(Exercise prompt) Scan the listing for the word "Mutex" and report every line that contains it.

(Records to process)
□ □ □ □ □
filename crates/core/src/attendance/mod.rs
pub mod domain;
pub mod infrastructure;
#[cfg(test)]
mod tests {
    use super::*;
    use std::collections::HashMap;
    use std::path::PathBuf;
    use std::sync::Mutex;

    use crate::attendance::infrastructure::in_memory_record_store::InMemoryRecordStore;
    use crate::detection::domain::face_tracker::{Detection, TrackId};
    use crate::pipeline::pipeline_logger::NullPipelineLogger;
    use crate::recognition::domain::identity_matcher::Candidate;
    use crate::shared::bounding_box::BoundingBox;
    use crate::shared::emotion::{EmotionDistribution, EmotionLabel};
    use crate::shared::frame::Frame;
    use crate::shared::video_metadata::VideoMetadata;

    /// Yields `count` blank frames, or fails to open.
    struct StubReader {
        count: usize,
        openable: bool,
        opened: bool,
    }

    impl StubReader {
        fn with_frames(count: usize) -> Self {
            Self {
                count,
                openable: true,
                opened: false,
            }
        }

        fn unopenable() -> Self {
            Self {
                count: 0,
                openable: false,
                opened: false,
            }
        }
    }

    impl VideoReader for StubReader {
        fn open(&mut self, path: &Path) -> Result<VideoMetadata, Box<dyn std::error::Error>> {
            if !self.openable {
                return Err(format!("cannot open {}", path.display()).into());
            }
            self.opened = true;
            Ok(VideoMetadata {
                width: 320,
                height: 240,
                fps: 30.0,
                total_frames: self.count,
                codec: "stub".into(),
                source_path: Some(path.to_path_buf()),
            })
        }

        fn frames(
            &mut self,
        ) -> Box<dyn Iterator<Item = Result<Frame, Box<dyn std::error::Error>>> + '_> {
            if !self.opened {
                return Box::new(std::iter::once(Err("not opened".into())));
            }
            Box::new((0..self.count).map(|i| Ok(Frame::new(vec![0u8; 320 * 240 * 3], 320, 240, 3, i))))
        }

        fn close(&mut self) {
            self.opened = false;
        }
    }

    /// Replays scripted detections, one entry per sampled frame.
    struct ScriptedTracker {
        script: Vec<Vec<Detection>>,
        calls: usize,
    }

    impl ScriptedTracker {
        fn new(script: Vec<Vec<Detection>>) -> Self {
            Self { script, calls: 0 }
        }
    }

    impl FaceTracker for ScriptedTracker {
        fn track(&mut self, _frame: &Frame) -> Result<Vec<Detection>, Box<dyn std::error::Error>> {
            let out = self.script.get(self.calls).cloned().unwrap_or_default();
            self.calls += 1;
            Ok(out)
        }
    }

    /// Answers by crop width so results do not depend on worker scheduling.
    struct ScriptedMatcher {
        by_width: Mutex<HashMap<u32, Vec<Vec<Candidate>>>>,
    }

    impl ScriptedMatcher {
        fn new(script: Vec<(u32, Vec<Vec<Candidate>>)>) -> Self {
            Self {
                by_width: Mutex::new(script.into_iter().collect()),
            }
        }
    }

    impl IdentityMatcher for ScriptedMatcher {
        fn rank(&self, crop: &Frame, _: &Gallery, top_k: usize) -> Result<Vec<Candidate>, BoxError> {
            let mut script = self.by_width.lock().unwrap();
            let queue = script.entry(crop.width()).or_default();
            let mut next = if queue.is_empty() { Vec::new() } else { queue.remove(0) };
            next.truncate(top_k);
            Ok(next)
        }
    }

    struct HappyClassifier;

    impl EmotionClassifier for HappyClassifier {
        fn classify(&self, _crop: &Frame) -> Result<EmotionDistribution, BoxError> {
            Ok(EmotionDistribution::from_scores([(EmotionLabel::Happy, 75.0)]))
        }
    }

    struct FailingClassifier;

    impl EmotionClassifier for FailingClassifier {
        fn classify(&self, _crop: &Frame) -> Result<EmotionDistribution, BoxError> {
            Err("model not loaded".into())
        }
    }

    fn face(track_id: TrackId, side: f64) -> Detection {
        Detection {
            track_id,
            bbox: BoundingBox::new(100.0, 100.0, side, side),
        }
    }

    fn votes(pairs: &[(&str, f64)]) -> Vec<Candidate> {
        pairs.iter().map(|&(id, d)| Candidate::new(id, d)).collect()
    }

    fn use_case(
        reader: StubReader,
        tracker: ScriptedTracker,
        classifier: Box<dyn EmotionClassifier>,
        matcher: ScriptedMatcher,
        store: Arc<InMemoryRecordStore>,
    ) -> ProcessClassVideoUseCase {
        ProcessClassVideoUseCase::new(
            Box::new(reader),
            Box::new(tracker),
            classifier,
            Box::new(matcher),
            Gallery::default(),
            store,
            Box::new(NullPipelineLogger),
        )
    }

    fn config(class_id: i64, frame_interval: usize, workers: usize) -> RunConfig {
        RunConfig {
            class_id,
            frame_interval,
            top_k: 3,
            workers,
            ..RunConfig::default()
        }
    }

    /// Track 7 (20px box) always votes alice; track 9 (30px box) splits
    /// one vote each between bob and carol.
    fn classroom_scenario() -> (ScriptedTracker, ScriptedMatcher) {
        let tracker = ScriptedTracker::new(vec![
            vec![face(7, 20.0), face(9, 30.0)],
            vec![face(7, 20.0), face(9, 30.0)],
            vec![face(7, 20.0)],
            vec![face(7, 20.0)],
        ]);
        let matcher = ScriptedMatcher::new(vec![
            (
                20,
                vec![
                    votes(&[("alice", 0.2)]),
                    votes(&[("alice", 0.3)]),
                    votes(&[("alice", 0.25)]),
                    votes(&[("alice", 0.4)]),
                ],
            ),
            (30, vec![votes(&[("bob", 0.1)]), votes(&[("carol", 0.05)])]),
        ]);
        (tracker, matcher)
    }

    #[test]
    fn test_classroom_scenario_end_to_end() {
        for workers in [1, 4] {
            let store = Arc::new(InMemoryRecordStore::new());
            let (tracker, matcher) = classroom_scenario();
            let mut uc = use_case(
                StubReader::with_frames(40),
                tracker,
                Box::new(HappyClassifier),
                matcher,
                store.clone(),
            );

            let summary = uc
                .execute(Path::new("class101.mp4"), &config(101, 10, workers))
                .unwrap();

            assert_eq!(summary.frames_sampled, 4);
            assert_eq!(summary.observations, 6);
            assert_eq!(summary.votes, 6);
            assert_eq!((summary.resolved_tracks, summary.unresolved_tracks), (2, 0));
            assert_eq!(summary.records_created, 6);

            let records = store.records().unwrap();
            let alice: Vec<u64> = records
                .iter()
                .filter(|r| r.identity == "alice")
                .map(|r| r.frame_id)
                .collect();
            let carol: Vec<u64> = records
                .iter()
                .filter(|r| r.identity == "carol")
                .map(|r| r.frame_id)
                .collect();
            assert_eq!(alice, vec![0, 1, 2, 3]);
            assert_eq!(carol, vec![0, 1]);
            assert!(records.iter().all(|r| r.class_id == 101));
            assert!(records.iter().all(|r| r.emotion.dominant() == EmotionLabel::Happy));
        }
    }

    #[test]
    fn test_rerun_creates_no_duplicates() {
        let store = Arc::new(InMemoryRecordStore::new());
        for expected_created in [6, 0] {
            let (tracker, matcher) = classroom_scenario();
            let mut uc = use_case(
                StubReader::with_frames(40),
                tracker,
                Box::new(HappyClassifier),
                matcher,
                store.clone(),
            );
            let summary = uc
                .execute(Path::new("class101.mp4"), &config(101, 10, 2))
                .unwrap();
            assert_eq!(summary.records_created, expected_created);
        }
        assert_eq!(store.records().unwrap().len(), 6);
    }

    #[test]
    fn test_unresolved_track_is_not_persisted() {
        let store = Arc::new(InMemoryRecordStore::new());
        let tracker = ScriptedTracker::new(vec![vec![face(7, 20.0), face(5, 40.0)]; 3]);
        let matcher = ScriptedMatcher::new(vec![(20, vec![votes(&[("alice", 0.3)])])]);
        let mut uc = use_case(
            StubReader::with_frames(3),
            tracker,
            Box::new(HappyClassifier),
            matcher,
            store.clone(),
        );

        let summary = uc.execute(Path::new("v.mp4"), &config(1, 1, 1)).unwrap();
        assert_eq!(summary.observations, 6);
        assert_eq!((summary.resolved_tracks, summary.unresolved_tracks), (1, 1));
        assert_eq!(summary.records_created, 3);
        assert!(store.records().unwrap().iter().all(|r| r.identity == "alice"));
    }

    #[test]
    fn test_frame_id_is_emission_index() {
        let store = Arc::new(InMemoryRecordStore::new());
        let tracker = ScriptedTracker::new(vec![vec![face(1, 20.0)]; 4]);
        let matcher = ScriptedMatcher::new(vec![(20, vec![votes(&[("alice", 0.1)])])]);
        let mut uc = use_case(
            StubReader::with_frames(1000),
            tracker,
            Box::new(HappyClassifier),
            matcher,
            store.clone(),
        );

        let summary = uc.execute(Path::new("v.mp4"), &config(1, 300, 1)).unwrap();
        assert_eq!(summary.frames_sampled, 4);
        let ids: Vec<u64> = store.records().unwrap().iter().map(|r| r.frame_id).collect();
        assert_eq!(ids, vec![0, 1, 2, 3]);
    }

    #[test]
    fn test_unopenable_source_fails_before_processing() {
        let store = Arc::new(InMemoryRecordStore::new());
        let (tracker, matcher) = classroom_scenario();
        let mut uc = use_case(
            StubReader::unopenable(),
            tracker,
            Box::new(HappyClassifier),
            matcher,
            store.clone(),
        );

        let err = uc
            .execute(Path::new("/missing/class.mp4"), &config(1, 10, 1))
            .unwrap_err();
        match err {
            AttendanceError::SourceUnavailable { path, .. } => {
                assert_eq!(path, PathBuf::from("/missing/class.mp4"))
            }
            other => panic!("expected SourceUnavailable, got {other:?}"),
        }
        assert!(store.records().unwrap().is_empty());
    }

    #[test]
    fn test_zero_interval_is_rejected() {
        let (tracker, matcher) = classroom_scenario();
        let mut uc = use_case(
            StubReader::with_frames(10),
            tracker,
            Box::new(HappyClassifier),
            matcher,
            Arc::new(InMemoryRecordStore::new()),
        );
        assert!(matches!(
            uc.execute(Path::new("v.mp4"), &config(1, 0, 1)),
            Err(AttendanceError::InvalidInterval(0))
        ));
    }

    #[test]
    fn test_collaborator_fault_aborts_without_persisting() {
        let store = Arc::new(InMemoryRecordStore::new());
        let (tracker, matcher) = classroom_scenario();
        let mut uc = use_case(
            StubReader::with_frames(40),
            tracker,
            Box::new(FailingClassifier),
            matcher,
            store.clone(),
        );

        let err = uc.execute(Path::new("v.mp4"), &config(1, 10, 2)).unwrap_err();
        assert!(matches!(
            err,
            AttendanceError::Collaborator {
                stage: "emotion classifier",
                ..
            }
        ));
        assert!(store.records().unwrap().is_empty());
    }

    #[test]
    fn test_cancel_from_progress_persists_nothing() {
        let store = Arc::new(InMemoryRecordStore::new());
        let (tracker, matcher) = classroom_scenario();
        let mut uc = use_case(
            StubReader::with_frames(40),
            tracker,
            Box::new(HappyClassifier),
            matcher,
            store.clone(),
        );
        let mut cfg = config(1, 10, 1);
        cfg.on_progress = Some(Box::new(|done: usize, _: usize| done < 2));

        let err = uc.execute(Path::new("v.mp4"), &cfg).unwrap_err();
        assert!(matches!(err, AttendanceError::Cancelled));
        assert!(cfg.cancelled.load(Ordering::Relaxed));
        assert!(store.records().unwrap().is_empty());
    }

    #[test]
    fn test_precancelled_run_persists_nothing() {
        let store = Arc::new(InMemoryRecordStore::new());
        let (tracker, matcher) = classroom_scenario();
        let mut uc = use_case(
            StubReader::with_frames(40),
            tracker,
            Box::new(HappyClassifier),
            matcher,
            store.clone(),
        );
        let cfg = config(1, 10, 1);
        cfg.cancelled.store(true, Ordering::Relaxed);

        assert!(matches!(
            uc.execute(Path::new("v.mp4"), &cfg),
            Err(AttendanceError::Cancelled)
        ));
        assert!(store.records().unwrap().is_empty());
    }

    #[test]
    fn test_video_without_faces_creates_nothing() {
        let store = Arc::new(InMemoryRecordStore::new());
        let mut uc = use_case(
            StubReader::with_frames(5),
            ScriptedTracker::new(Vec::new()),
            Box::new(HappyClassifier),
            ScriptedMatcher::new(Vec::new()),
            store.clone(),
        );
        let summary = uc.execute(Path::new("v.mp4"), &config(1, 2, 1)).unwrap();
        assert_eq!(
            summary,
            RunSummary {
                frames_sampled: 3,
                ..RunSummary::default()
            }
        );
    }
}
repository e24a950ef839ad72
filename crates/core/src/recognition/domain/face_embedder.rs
use crate::shared::frame::Frame;
use crate::shared::BoxError;

/// Maps a face crop to an L2-normalised embedding.
///
/// Returns `Ok(None)` when the crop holds nothing the model can embed.
pub trait FaceEmbedder: Send + Sync {
    fn embed(&self, crop: &Frame) -> Result<Option<Vec<f32>>, BoxError>;
}
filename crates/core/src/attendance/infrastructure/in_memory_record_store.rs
use std::collections::BTreeMap;
use std::sync::Mutex;

use chrono::Utc;

use crate::attendance::domain::record_store::{NewRecord, PersistedRecord, RecordKey, RecordStore};
use crate::shared::BoxError;

/// Mutex-guarded map. Used by tests and dry runs.
#[derive(Default)]
pub struct InMemoryRecordStore {
    records: Mutex<BTreeMap<RecordKey, PersistedRecord>>,
}

impl InMemoryRecordStore {
    pub fn new() -> Self {
        Self::default()
    }
}

impl RecordStore for InMemoryRecordStore {
    fn exists(&self, key: &RecordKey) -> Result<bool, BoxError> {
        let records = self.records.lock().map_err(|e| format!("store lock poisoned: {e}"))?;
        Ok(records.contains_key(key))
    }

    fn create(&self, record: NewRecord) -> Result<Option<PersistedRecord>, BoxError> {
        let mut records = self.records.lock().map_err(|e| format!("store lock poisoned: {e}"))?;
        if records.contains_key(&record.key) {
            return Ok(None);
        }
        let key = record.key.clone();
        let stored = PersistedRecord::from_new(record, Utc::now());
        records.insert(key, stored.clone());
        Ok(Some(stored))
    }

    fn records(&self) -> Result<Vec<PersistedRecord>, BoxError> {
        let records = self.records.lock().map_err(|e| format!("store lock poisoned: {e}"))?;
        Ok(records.values().cloned().collect())
    }
}
use crate::shared::emotion::EmotionDistribution;
use crate::shared::frame::Frame;
use crate::shared::BoxError;

/// Scores a face crop against the fixed emotion label set.
///
/// A crop with no readable face returns [`EmotionDistribution::neutral`]
/// rather than an error. Errors are reserved for collaborator faults.
pub trait EmotionClassifier: Send + Sync {
    fn classify(&self, crop: &Frame) -> Result<EmotionDistribution, BoxError>;
}
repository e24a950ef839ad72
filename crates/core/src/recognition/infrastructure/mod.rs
pub mod arcface_embedder;
pub mod gallery_loader;
pub mod bounding_box;
pub mod constants;
pub mod emotion;
pub mod frame;
pub mod model_resolver;
pub mod onnx_session;
pub mod video_metadata;

/// Error type for collaborators that may be driven from worker threads.
pub type BoxError = Box<dyn std::error::Error + Send + Sync>;
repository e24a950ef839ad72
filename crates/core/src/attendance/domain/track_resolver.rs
use std::cmp::Ordering;
use std::collections::BTreeMap;

use crate::attendance::domain::vote_ledger::{CandidateVotes, TrackVoteLedger};
use crate::detection::domain::face_tracker::TrackId;

/// Final identity decision for one track.
#[derive(Clone, Debug, PartialEq)]
pub enum Resolution {
    Resolved {
        identity: String,
        votes: usize,
        avg_distance: f64,
    },
    /// The track never received a vote. Its observations are not persisted.
    Unresolved,
}

impl Resolution {
    pub fn identity(&self) -> Option<&str> {
        match self {
            Resolution::Resolved { identity, .. } => Some(identity.as_str()),
            Resolution::Unresolved => None,
        }
    }
}

/// Resolution of every track seen in a run.
#[derive(Clone, Debug, Default, PartialEq)]
pub struct ResolvedTracks {
    by_track: BTreeMap<TrackId, Resolution>,
}

impl ResolvedTracks {
    /// `None` for unresolved tracks and for ids the run never saw.
    pub fn identity_of(&self, track_id: TrackId) -> Option<&str> {
        self.by_track.get(&track_id).and_then(Resolution::identity)
    }

    pub fn get(&self, track_id: TrackId) -> Option<&Resolution> {
        self.by_track.get(&track_id)
    }

    pub fn iter(&self) -> impl Iterator<Item = (TrackId, &Resolution)> + '_ {
        self.by_track.iter().map(|(id, r)| (*id, r))
    }

    /// `(resolved, unresolved)` track counts.
    pub fn counts(&self) -> (usize, usize) {
        let resolved = self
            .by_track
            .values()
            .filter(|r| matches!(r, Resolution::Resolved { .. }))
            .count();
        (resolved, self.by_track.len() - resolved)
    }

    pub fn len(&self) -> usize {
        self.by_track.len()
    }

    pub fn is_empty(&self) -> bool {
        self.by_track.is_empty()
    }
}

/// Reduces each track's votes to one identity.
///
/// The candidate with the most votes wins. Equal counts go to the lower
/// mean distance, and exact ties after that go to the identity that sorts
/// first. The result depends only on the vote multiset.
pub struct TrackResolver;

impl TrackResolver {
    pub fn resolve(ledger: &TrackVoteLedger) -> ResolvedTracks {
        let by_track = ledger
            .iter()
            .map(|(track_id, candidates)| (track_id, Self::resolve_track(candidates)))
            .collect();
        ResolvedTracks { by_track }
    }

    pub fn resolve_track(candidates: &CandidateVotes) -> Resolution {
        let mut best: Option<(&str, usize, f64)> = None;

        // Candidates iterate in identity order, so only a strict improvement
        // may replace the current best.
        for (identity, distances) in candidates {
            let count = distances.len();
            if count == 0 {
                continue;
            }
            let avg = mean_distance(distances);
            let better = match best {
                None => true,
                Some((_, best_count, best_avg)) => match count.cmp(&best_count) {
                    Ordering::Greater => true,
                    Ordering::Less => false,
                    Ordering::Equal => avg < best_avg,
                },
            };
            if better {
                best = Some((identity.as_str(), count, avg));
            }
        }

        match best {
            Some((identity, votes, avg_distance)) => Resolution::Resolved {
                identity: identity.to_string(),
                votes,
                avg_distance,
            },
            None => Resolution::Unresolved,
        }
    }
}

/// Mean of `distances`, summed in ascending order so that every
/// permutation of the same votes gives a bit-identical result.
fn mean_distance(distances: &[f64]) -> f64 {
    let mut sorted = distances.to_vec();
    sorted.sort_by(f64::total_cmp);
    sorted.iter().sum::<f64>() / sorted.len() as f64
}
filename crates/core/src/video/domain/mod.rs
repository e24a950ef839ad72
pub mod frame_sampler;
pub mod video_reader;
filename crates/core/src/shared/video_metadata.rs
use std::path::PathBuf;

/// Properties of an opened video source.
///
/// `total_frames` comes from the container header and may be 0 when the
/// container does not record a frame count.
#[derive(Clone, Debug, PartialEq)]
pub struct VideoMetadata {
    pub width: u32,
    pub height: u32,
    pub fps: f64,
    pub total_frames: usize,
    pub codec: String,
    pub source_path: Option<PathBuf>,
}

impl VideoMetadata {
    /// Source timestamp of a decoded frame position, in seconds.
    pub fn timestamp_secs(&self, frame_index: usize) -> Option<f64> {
        if self.fps > 0.0 {
            Some(frame_index as f64 / self.fps)
        } else {
            None
        }
    }
}
use chrono::{DateTime, Utc};
use serde::{Deserialize, Serialize};

use crate::shared::emotion::EmotionDistribution;
use crate::shared::BoxError;

/// Uniqueness key of a persisted record.
#[derive(Clone, Debug, PartialEq, Eq, Hash, PartialOrd, Ord)]
pub struct RecordKey {
    pub identity: String,
    pub class_id: i64,
    pub frame_id: u64,
}

/// A record about to be written.
#[derive(Clone, Debug, PartialEq)]
pub struct NewRecord {
    pub key: RecordKey,
    pub emotion: EmotionDistribution,
}

/// A stored attendance row.
///
/// Field names on disk match the reporting table: `studentID`, `ClassID`,
/// `FramID`, `Emotion`, `created_at`.
#[derive(Clone, Debug, PartialEq, Serialize, Deserialize)]
pub struct PersistedRecord {
    #[serde(rename = "studentID")]
    pub identity: String,
    #[serde(rename = "ClassID")]
    pub class_id: i64,
    #[serde(rename = "FramID")]
    pub frame_id: u64,
    #[serde(rename = "Emotion")]
    pub emotion: EmotionDistribution,
    pub created_at: DateTime<Utc>,
}

impl PersistedRecord {
    pub fn from_new(record: NewRecord, created_at: DateTime<Utc>) -> Self {
        Self {
            identity: record.key.identity,
            class_id: record.key.class_id,
            frame_id: record.key.frame_id,
            emotion: record.emotion,
            created_at,
        }
    }

    pub fn key(&self) -> RecordKey {
        RecordKey {
            identity: self.identity.clone(),
            class_id: self.class_id,
            frame_id: self.frame_id,
        }
    }
}

/// Durable table of attendance records, unique by [`RecordKey`].
///
/// `create` is an atomic create-if-absent: concurrent callers racing on
/// the same key produce exactly one record.
pub trait RecordStore: Send + Sync {
    fn exists(&self, key: &RecordKey) -> Result<bool, BoxError>;

    /// Returns the stored record, or `None` if the key already existed.
    fn create(&self, record: NewRecord) -> Result<Option<PersistedRecord>, BoxError>;

    /// Creates every absent record and returns how many were new.
    fn create_all(&self, records: Vec<NewRecord>) -> Result<usize, BoxError> {
        let mut created = 0;
        for record in records {
            if self.create(record)?.is_some() {
                created += 1;
            }
        }
        Ok(created)
    }

    /// All stored records in key order.
    fn records(&self) -> Result<Vec<PersistedRecord>, BoxError>;
}
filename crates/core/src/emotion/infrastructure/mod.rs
pub mod onnx_emotion_classifier;
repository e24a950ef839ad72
use std::path::Path;

use crate::shared::frame::Frame;
use crate::shared::video_metadata::VideoMetadata;
use crate::video::domain::video_reader::VideoReader;

type FrameResult = Result<Frame, Box<dyn std::error::Error>>;

/// Decodes video frames via ffmpeg-next (libavformat + libavcodec).
///
/// Every decoded frame is converted to RGB24. Opening validates that the
/// container holds a decodable video stream, so a reader that opened
/// successfully only fails later on corrupt packets.
pub struct FfmpegReader {
    input_ctx: Option<ffmpeg_next::format::context::Input>,
    video_stream_index: usize,
}

// Safety: FfmpegReader is only used from a single thread at a time.
// The raw pointers inside ffmpeg types are not shared across threads.
unsafe impl Send for FfmpegReader {}

impl FfmpegReader {
    pub fn new() -> Self {
        Self {
            input_ctx: None,
            video_stream_index: 0,
        }
    }
}

impl Default for FfmpegReader {
    fn default() -> Self {
        Self::new()
    }
}

fn open_decoder(
    stream: &ffmpeg_next::format::stream::Stream,
) -> Result<ffmpeg_next::decoder::Video, ffmpeg_next::Error> {
    ffmpeg_next::codec::context::Context::from_parameters(stream.parameters())?
        .decoder()
        .video()
}

impl VideoReader for FfmpegReader {
    fn open(&mut self, path: &Path) -> Result<VideoMetadata, Box<dyn std::error::Error>> {
        ffmpeg_next::init()?;

        let ictx = ffmpeg_next::format::input(path)?;
        let stream = ictx
            .streams()
            .best(ffmpeg_next::media::Type::Video)
            .ok_or("No video stream found")?;
        let decoder = open_decoder(&stream)?;

        let rate = stream.rate();
        let fps = if rate.denominator() != 0 {
            rate.numerator() as f64 / rate.denominator() as f64
        } else {
            0.0
        };

        let metadata = VideoMetadata {
            width: decoder.width(),
            height: decoder.height(),
            fps,
            total_frames: stream.frames().max(0) as usize,
            codec: decoder
                .codec()
                .map(|c| c.name().to_string())
                .unwrap_or_default(),
            source_path: Some(path.to_path_buf()),
        };
        log::debug!(
            "Opened {} ({}x{}, {:.2} fps, {} frames, {})",
            path.display(),
            metadata.width,
            metadata.height,
            metadata.fps,
            metadata.total_frames,
            metadata.codec
        );

        self.video_stream_index = stream.index();
        self.input_ctx = Some(ictx);
        Ok(metadata)
    }

    fn frames(&mut self) -> Box<dyn Iterator<Item = FrameResult> + '_> {
        let video_stream_index = self.video_stream_index;
        let Some(ictx) = self.input_ctx.as_mut() else {
            return Box::new(std::iter::once(Err("FfmpegReader: not opened".into())));
        };

        match FfmpegFrameIter::new(ictx, video_stream_index) {
            Ok(iter) => Box::new(iter),
            Err(e) => Box::new(std::iter::once(Err(e))),
        }
    }

    fn close(&mut self) {
        self.input_ctx = None;
    }
}

/// Lazy iterator that decodes one frame at a time.
struct FfmpegFrameIter<'a> {
    ictx: &'a mut ffmpeg_next::format::context::Input,
    decoder: ffmpeg_next::decoder::Video,
    scaler: ffmpeg_next::software::scaling::Context,
    width: u32,
    height: u32,
    video_stream_index: usize,
    frame_index: usize,
    flushing: bool,
    done: bool,
}

impl<'a> FfmpegFrameIter<'a> {
    fn new(
        ictx: &'a mut ffmpeg_next::format::context::Input,
        video_stream_index: usize,
    ) -> Result<Self, Box<dyn std::error::Error>> {
        let stream = ictx
            .stream(video_stream_index)
            .ok_or("Video stream disappeared after open")?;
        let decoder = open_decoder(&stream)?;
        let width = decoder.width();
        let height = decoder.height();

        let scaler = ffmpeg_next::software::scaling::Context::get(
            decoder.format(),
            width,
            height,
            ffmpeg_next::format::Pixel::RGB24,
            width,
            height,
            ffmpeg_next::software::scaling::Flags::BILINEAR,
        )?;

        Ok(Self {
            ictx,
            decoder,
            scaler,
            width,
            height,
            video_stream_index,
            frame_index: 0,
            flushing: false,
            done: false,
        })
    }

    fn try_receive(&mut self) -> Option<FrameResult> {
        let mut decoded = ffmpeg_next::util::frame::video::Video::empty();
        self.decoder.receive_frame(&mut decoded).ok()?;

        let mut rgb_frame = ffmpeg_next::util::frame::video::Video::empty();
        if let Err(e) = self.scaler.run(&decoded, &mut rgb_frame) {
            return Some(Err(Box::new(e)));
        }

        let pixels = extract_rgb_pixels(&rgb_frame, self.width, self.height);
        let frame = Frame::new(pixels, self.width, self.height, 3, self.frame_index);
        self.frame_index += 1;
        Some(Ok(frame))
    }
}

impl Iterator for FfmpegFrameIter<'_> {
    type Item = FrameResult;

    fn next(&mut self) -> Option<Self::Item> {
        if self.done {
            return None;
        }
        if let Some(result) = self.try_receive() {
            return Some(result);
        }
        if self.flushing {
            self.done = true;
            return None;
        }

        loop {
            let Some((stream, packet)) = self.ictx.packets().next() else {
                let _ = self.decoder.send_eof();
                self.flushing = true;
                let result = self.try_receive();
                self.done = result.is_none();
                return result;
            };

            // Undecodable packets are dropped; the decoder resynchronises on
            // the next keyframe.
            if stream.index() != self.video_stream_index
                || self.decoder.send_packet(&packet).is_err()
            {
                continue;
            }

            if let Some(result) = self.try_receive() {
                return Some(result);
            }
        }
    }
}

/// Copies an ffmpeg RGB24 frame into a tightly packed buffer, dropping
/// per-row stride padding.
fn extract_rgb_pixels(
    rgb_frame: &ffmpeg_next::util::frame::video::Video,
    width: u32,
    height: u32,
) -> Vec<u8> {
    let stride = rgb_frame.stride(0);
    let data = rgb_frame.data(0);
    let row_bytes = width as usize * 3;

    let mut pixels = Vec::with_capacity(row_bytes * height as usize);
    for row in 0..height as usize {
        let row_start = row * stride;
        pixels.extend_from_slice(&data[row_start..row_start + row_bytes]);
    }
    pixels
}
□ □ □ □ □
(Solved exercise)
    use std::sync::Mutex;
        by_width: Mutex<HashMap<u32, Vec<Vec<Candidate>>>>,
                by_width: Mutex::new(script.into_iter().collect()),
use std::sync::Mutex;
/// Mutex-guarded map. Used by tests and dry runs.
    records: Mutex<BTreeMap<RecordKey, PersistedRecord>>,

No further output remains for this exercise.